DHCPリレーとは

の続きです。

 DHCPは、IP関連のパラメータの設定を自動化するために、今では、ネットワークに欠かせないサービスになりました。数十台規模のネットワークになるとDHCPサーバを導入している所がほとんどでは、ないのでしょうか。

 しかし、この便利なDHCPですが、下の図のようにブロードキャスト通信を使ってサーバとクライアント間で通信する仕組みから、ネットワークの規模が大きくなってくるとある問題が浮かび上がってきます。DHCPクライアントとDHCPサーバのメッセージの交換のやり取りを確認してみましょう!

DHCPの通信の流れ

①クライアントがサーバに対して、まず「DHCPDISCOVER」メッセージをネットワーク全体に対して送信します。

送信先MACアドレス ・・・ FF:FF:FF:FF:FF:FF
送信先IPアドレス ・・・ 255.255.255.255

②DHCPサーバが「DHCPDISCOVER」メッセージを発見すると、「DHCPOFFER」メッセージで応答します。このメッセージの中には、候補となるIPアドレスが入っています。

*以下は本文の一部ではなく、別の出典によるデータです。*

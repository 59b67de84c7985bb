//! Swallow-and-log wrappers: list calls fall back to an empty collection,
//! single-item calls to `None`, numbers to zero and writes to `false`.

use shared::domain::{Product, ProductCode, Ruc, Supplier, Transaction, TransactionId};
use shared::protocol::TransactionQuery;
use tracing::error;

use crate::{FetchError, InventoryClient};

#[derive(Debug, Clone)]
pub struct LenientClient {
    inner: InventoryClient,
}

impl LenientClient {
    pub fn new(inner: InventoryClient) -> Self {
        Self { inner }
    }

    pub async fn products(&self) -> Vec<Product> {
        or_default(self.inner.list_products().await, "list products")
    }

    pub async fn create_product(&self, product: &Product) -> bool {
        succeeded(self.inner.create_product(product).await, "create product")
    }

    pub async fn update_product(&self, code: &ProductCode, product: &Product) -> bool {
        succeeded(
            self.inner.update_product(code, product).await,
            "update product",
        )
    }

    pub async fn delete_product(&self, code: &ProductCode) -> bool {
        succeeded(self.inner.delete_product(code).await, "delete product")
    }

    pub async fn suppliers(&self) -> Vec<Supplier> {
        or_default(self.inner.list_suppliers().await, "list suppliers")
    }

    pub async fn create_supplier(&self, supplier: &Supplier) -> bool {
        succeeded(self.inner.create_supplier(supplier).await, "create supplier")
    }

    pub async fn update_supplier(&self, ruc: &Ruc, supplier: &Supplier) -> bool {
        succeeded(
            self.inner.update_supplier(ruc, supplier).await,
            "update supplier",
        )
    }

    pub async fn delete_supplier(&self, ruc: &Ruc) -> bool {
        succeeded(self.inner.delete_supplier(ruc).await, "delete supplier")
    }

    pub async fn transactions(&self) -> Vec<Transaction> {
        or_default(self.inner.list_transactions().await, "list transactions")
    }

    pub async fn transaction(&self, id: TransactionId) -> Option<Transaction> {
        or_default(
            self.inner.get_transaction(id).await.map(Some),
            "get transaction",
        )
    }

    pub async fn create_transaction(&self, transaction: &Transaction) -> bool {
        succeeded(
            self.inner.create_transaction(transaction).await,
            "create transaction",
        )
    }

    pub async fn filter_transactions(&self, query: &TransactionQuery) -> Vec<Transaction> {
        or_default(
            self.inner.filter_transactions(query).await,
            "filter transactions",
        )
    }

    pub async fn transaction_report(&self, query: &TransactionQuery) -> Vec<Transaction> {
        or_default(
            self.inner.transaction_report(query).await,
            "transaction report",
        )
    }

    pub async fn low_stock(&self, threshold: i64) -> Vec<Product> {
        or_default(self.inner.low_stock(threshold).await, "low stock")
    }

    pub async fn inventory_value(&self) -> f64 {
        or_default(self.inner.inventory_value().await, "inventory value")
    }

    pub async fn expiring_soon(&self) -> Vec<Product> {
        or_default(self.inner.expiring_soon().await, "expiring products")
    }
}

fn or_default<T: Default>(result: Result<T, FetchError>, operation: &'static str) -> T {
    result.unwrap_or_else(|err| {
        error!(operation, kind = ?err.kind(), "{err}");
        T::default()
    })
}

fn succeeded(result: Result<(), FetchError>, operation: &'static str) -> bool {
    match result {
        Ok(()) => true,
        Err(err) => {
            error!(operation, kind = ?err.kind(), "{err}");
            false
        }
    }
}

#[cfg(test)]
#[path = "tests/lenient_tests.rs"]
mod tests;
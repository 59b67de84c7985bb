//! Read-only quotation breakdown: supplies grouped under their header rows
//! and services already grouped by the backend, each group with a subtotal.

use serde_json::Value;
use shared::quotation::{ServiceBreakdown, SupplyLine};

use crate::{
    group::{group_by_header, service_subtotal},
    table::Cell,
};

pub const SUPPLY_HEADERS: [&str; 8] = [
    "No.", "Code", "Description", "Supplier", "Unit", "Qty", "Value", "Total",
];
pub const SERVICE_HEADERS: [&str; 7] = [
    "No.", "Code", "Description", "Location", "Qty", "Value", "Total",
];

const DEFAULT_SERVICES_TITLE: &str = "Services";

#[derive(Debug, Clone, PartialEq)]
pub struct QuotationSection {
    pub title: String,
    pub headers: Vec<String>,
    /// Rows are numbered from 1 within their section.
    pub rows: Vec<Vec<Cell>>,
    pub subtotal: f64,
}

fn headers(names: &[&str]) -> Vec<String> {
    names.iter().map(|name| name.to_string()).collect()
}

fn value_cell(value: Option<&Value>) -> Cell {
    value.map_or(Cell::Empty, Cell::from_json)
}

fn text_cell(value: Option<&str>) -> Cell {
    value.map_or(Cell::Empty, Cell::text)
}

pub fn supply_sections(lines: &[SupplyLine]) -> Vec<QuotationSection> {
    group_by_header(lines)
        .into_iter()
        .map(|group| QuotationSection {
            subtotal: group.subtotal(),
            rows: group
                .members
                .iter()
                .enumerate()
                .map(|(index, line)| {
                    vec![
                        Cell::Number((index + 1) as f64),
                        text_cell(line.code.as_deref()),
                        text_cell(line.description.as_deref()),
                        text_cell(line.supplier.as_deref()),
                        text_cell(line.unit.as_deref()),
                        value_cell(line.quantity.as_ref()),
                        value_cell(line.unit_value.as_ref()),
                        value_cell(line.total.as_ref()),
                    ]
                })
                .collect(),
            title: group.title,
            headers: headers(&SUPPLY_HEADERS),
        })
        .collect()
}

/// Overall title plus one section per service subgroup.
pub fn service_sections(breakdown: &ServiceBreakdown) -> (String, Vec<QuotationSection>) {
    let title = breakdown
        .title
        .clone()
        .filter(|title| !title.is_empty())
        .unwrap_or_else(|| DEFAULT_SERVICES_TITLE.to_string());
    let sections = breakdown
        .subgroups
        .iter()
        .map(|subgroup| QuotationSection {
            title: subgroup.title.clone(),
            headers: headers(&SERVICE_HEADERS),
            rows: subgroup
                .items
                .iter()
                .enumerate()
                .map(|(index, item)| {
                    vec![
                        Cell::Number((index + 1) as f64),
                        text_cell(item.code.as_deref()),
                        text_cell(item.description.as_deref()),
                        Cell::Empty,
                        value_cell(item.quantity.as_ref()),
                        value_cell(item.unit_value.as_ref()),
                        value_cell(item.total.as_ref()),
                    ]
                })
                .collect(),
            subtotal: service_subtotal(&subgroup.items),
        })
        .collect();
    (title, sections)
}

pub fn quotation_total(supplies: &[QuotationSection], services: &[QuotationSection]) -> f64 {
    supplies
        .iter()
        .chain(services)
        .map(|section| section.subtotal)
        .sum()
}

#[cfg(test)]
#[path = "../tests/quotation_tests.rs"]
mod tests;
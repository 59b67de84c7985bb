use chrono::NaiveDate;
use serde::{Deserialize, Serialize};

use crate::{
    domain::{Product, Supplier, Transaction, TransactionKind},
    wire,
};

/// Query string for `/transacciones/filtrar` and `/transacciones/reporte`.
/// Unset criteria are omitted entirely.
#[derive(Debug, Clone, Default, PartialEq, Eq, Serialize, Deserialize)]
pub struct TransactionQuery {
    #[serde(rename = "tipo", default, skip_serializing_if = "Option::is_none")]
    pub kind: Option<TransactionKind>,
    #[serde(
        rename = "fechaInicio",
        default,
        skip_serializing_if = "Option::is_none",
        serialize_with = "wire::day_bound::serialize_start",
        deserialize_with = "wire::day_bound::deserialize"
    )]
    pub from: Option<NaiveDate>,
    #[serde(
        rename = "fechaFin",
        default,
        skip_serializing_if = "Option::is_none",
        serialize_with = "wire::day_bound::serialize_end",
        deserialize_with = "wire::day_bound::deserialize"
    )]
    pub to: Option<NaiveDate>,
}

impl TransactionQuery {
    pub fn is_unbounded(&self) -> bool {
        self.kind.is_none() && self.from.is_none() && self.to.is_none()
    }
}

/// Everything the home screen needs, fetched together.
#[derive(Debug, Clone, Default, PartialEq)]
pub struct InventorySnapshot {
    pub products: Vec<Product>,
    pub suppliers: Vec<Supplier>,
    pub transactions: Vec<Transaction>,
}

#[cfg(test)]
#[path = "tests/protocol_tests.rs"]
mod tests;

③受け取ったIPアドレスで問題なければ、取得要求である「DHCPREQUEST」メッセージを送信します。

④サーバは、「DHCPACK」メッセージでIPアドレスや、その他のオプションを通知します。

 これらの通信は、全てブロードキャストで実行されます。ルータは、ブロードキャストをブロックします。そこで、問題が発生してくるのです。

 例えば、下図のように各セグメントをルータでつなげてネットワークを構築する場合、ルータの向こう側にあるDHCPサーバへの通信がブロックされてしまうのです。